Acts of Murder

Description

278 pages
$28.95
ISBN 0-385-25660-4
DDC C813'.54

Author

Publisher

Year

1997

Contributor

Reviewed by Trevor S. Raymond

Trevor S. Raymond is a teacher and librarian with the Peel Board of Education and editor of Canadian Holmes.

Review

Followers of L.R. Wright’s superlative Karl Alberg mystery series will
recall that in the seventh novel (Mother Love, 1995), Alberg and his
longtime lover, librarian Cassandra Mitchell, became engaged. In Acts of
Murder, the ninth, they are married.
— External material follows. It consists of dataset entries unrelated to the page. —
#[cfg(test)]
mod tests {
    use super::*;

    fn ms(value: u64) -> Duration {
        Duration::from_millis(value)
    }

    fn machine(ids: &[NodeId], timers: &mut Scheduler<HighlightTimer>) -> HighlightStateMachine {
        let mut machine = HighlightStateMachine::new(&TimingConfig::default());
        machine.replace_rendered(ids.iter().copied(), timers);
        machine
    }

    fn advance(
        machine: &mut HighlightStateMachine,
        timers: &mut Scheduler<HighlightTimer>,
        until: Duration,
    ) {
        while let Some((handle, event)) = timers.pop_due(until) {
            machine.handle_timer(handle, event, timers);
        }
        timers.settle(until);
    }

    #[test]
    fn far_future_holds_do_not_overflow() {
        let mut timers = Scheduler::new();
        let mut machine = machine(&[1, 2, 3], &mut timers);
        timers.settle(ms(5));
        assert!(machine.start_search_for(1, Duration::MAX, &mut timers));
        assert_eq!(
            machine.start_validation_sweep_with(&[1, 2, 3], true, Duration::MAX, ms(10), &mut timers),
            3
        );
        advance(&mut machine, &mut timers, ms(1000));
        assert!(machine.has(1, HighlightTag::Searching));
        assert!(!machine.has(1, HighlightTag::ValidatingOk));
        assert!(!machine.has(2, HighlightTag::ValidatingOk));
        assert_eq!(timers.next_due(), Some(Duration::MAX));
    }

    #[test]
    fn selection_round_trips() {
        let mut timers = Scheduler::new();
        let mut machine = machine(&[10], &mut timers);
        assert_eq!(machine.toggle_selected(10), Some(true));
        assert!(machine.has(10, HighlightTag::Selected));
        assert_eq!(machine.toggle_selected(10), Some(false));
        assert!(machine.tags(10).is_empty());
        assert_eq!(machine.toggle_selected(99), None);
    }

    #[test]
    fn click_leaves_search_tag_alone() {
        let mut timers = Scheduler::new();
        let mut machine = machine(&[10], &mut timers);
        machine.start_search(10, &mut timers);
        machine.toggle_selected(10);
        machine.toggle_selected(10);
        assert!(machine.has(10, HighlightTag::Searching));
    }

    #[test]
    fn only_one_search_at_a_time() {
        let mut timers = Scheduler::new();
        let mut machine = machine(&[1, 2, 3], &mut timers);
        assert!(machine.start_search(1, &mut timers));
        assert!(machine.start_search(2, &mut timers));
        assert_eq!(machine.ids_with(HighlightTag::Searching), vec![2]);
        assert_eq!(timers.pending(), 1);
        assert!(!machine.start_search(42, &mut timers));
        assert_eq!(machine.ids_with(HighlightTag::Searching), vec![2]);
    }

    #[test]
    fn search_expires_after_hold() {
        let mut timers = Scheduler::new();
        let mut machine = machine(&[1], &mut timers);
        machine.start_search(1, &mut timers);
        advance(&mut machine, &mut timers, ms(5999));
        assert!(machine.has(1, HighlightTag::Searching));
        advance(&mut machine, &mut timers, ms(6000));
        assert!(!machine.has(1, HighlightTag::Searching));
    }

    #[test]
    fn restarting_search_extends_hold() {
        let mut timers = Scheduler::new();
        let mut machine = machine(&[1], &mut timers);
        machine.start_search(1, &mut timers);
        advance(&mut machine, &mut timers, ms(4000));
        machine.start_search(1, &mut timers);
        advance(&mut machine, &mut timers, ms(7000));
        assert!(machine.has(1, HighlightTag::Searching));
        advance(&mut machine, &mut timers, ms(10_000));
        assert!(!machine.has(1, HighlightTag::Searching));
    }

    #[test]
    fn sweep_staggers_activation() {
        let mut timers = Scheduler::new();
        let mut machine = machine(&[1, 2, 3], &mut timers);
        assert_eq!(machine.start_validation_sweep(&[1, 2, 3], true, &mut timers), 3);
        assert!(machine.has(1, HighlightTag::ValidatingOk));
        assert!(!machine.has(2, HighlightTag::ValidatingOk));

        advance(&mut machine, &mut timers, ms(50));
        assert!(machine.has(2, HighlightTag::ValidatingOk));
        assert!(!machine.has(3, HighlightTag::ValidatingOk));

        advance(&mut machine, &mut timers, ms(1000));
        assert!(!machine.has(1, HighlightTag::ValidatingOk));
        assert!(machine.has(2, HighlightTag::ValidatingOk));
        assert!(machine.has(3, HighlightTag::ValidatingOk));

        advance(&mut machine, &mut timers, ms(1100));
        assert!(machine.ids_with(HighlightTag::ValidatingOk).is_empty());
        assert_eq!(timers.pending(), 0);
    }

    #[test]
    fn sweep_skips_unrendered_ids() {
        let mut timers = Scheduler::new();
        let mut machine = machine(&[1, 2], &mut timers);
        assert_eq!(machine.start_validation_sweep(&[7, 2, 1], false, &mut timers), 2);
        assert!(machine.has(2, HighlightTag::ValidatingErr));
        advance(&mut machine, &mut timers, ms(50));
        assert!(machine.has(1, HighlightTag::ValidatingErr));
    }

    #[test]
    fn repeated_sweep_supersedes_previous() {
        let mut timers = Scheduler::new();
        let mut machine = machine(&[1, 2], &mut timers);
        machine.start_validation_sweep(&[1, 2], true, &mut timers);
        machine.start_validation_sweep(&[1, 2], false, &mut timers);
        assert!(!machine.has(1, HighlightTag::ValidatingOk));
        assert!(machine.has(1, HighlightTag::ValidatingErr));
        assert_eq!(timers.pending(), 2);
        advance(&mut machine, &mut timers, ms(2000));
        assert!(machine.tags(1).is_empty());
        assert!(machine.tags(2).is_empty());
    }

    #[test]
    fn sweep_and_search_are_independent() {
        let mut timers = Scheduler::new();
        let mut machine = machine(&[1, 2], &mut timers);
        machine.start_search(1, &mut timers);
        machine.start_validation_sweep(&[1, 2], true, &mut timers);
        assert!(machine.has(1, HighlightTag::Searching));
        assert!(machine.has(1, HighlightTag::ValidatingOk));
        advance(&mut machine, &mut timers, ms(1100));
        assert!(machine.has(1, HighlightTag::Searching));
    }

    #[test]
    fn redraw_cancels_everything() {
        let mut timers = Scheduler::new();
        let mut machine = machine(&[1, 2, 3], &mut timers);
        machine.toggle_selected(1);
        machine.start_search(2, &mut timers);
        machine.start_validation_sweep(&[1, 2, 3], true, &mut timers);
        assert!(timers.pending() > 0);

        machine.replace_rendered([1, 2], &mut timers);
        assert_eq!(timers.pending(), 0);
        assert_eq!(machine.pending_timers(), 0);
        assert!(machine.tags(1).is_empty());
        assert!(!machine.is_rendered(3));
        assert_eq!(machine.toggle_selected(3), None);
    }
}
There are major developments in the
lives of other regulars, too; this makes it advisable for those who have
not yet discovered these terrific, international-award-winning
psychological suspense novels to start at the beginning with The Suspect
(1985). Readers will be rewarded with impressive writing and well-told
tales of memorable people, be they victim or villain, cunning, gullible,
or criminally deranged.

Acts of Murder is an engrossing story involving a demented murderer,
but readers who enjoy the finely drawn local color of British
Columbia’s Sunshine Coast may find the ending a bit unsettling. After
Alberg and his new (female) sergeant have solved a series of ghastly
killings, he gives the distinct impression that he may retire and go
into the private eye business on the mean streets of Vancouver. This
reader hopes that he will stay in Sechelt a bit longer.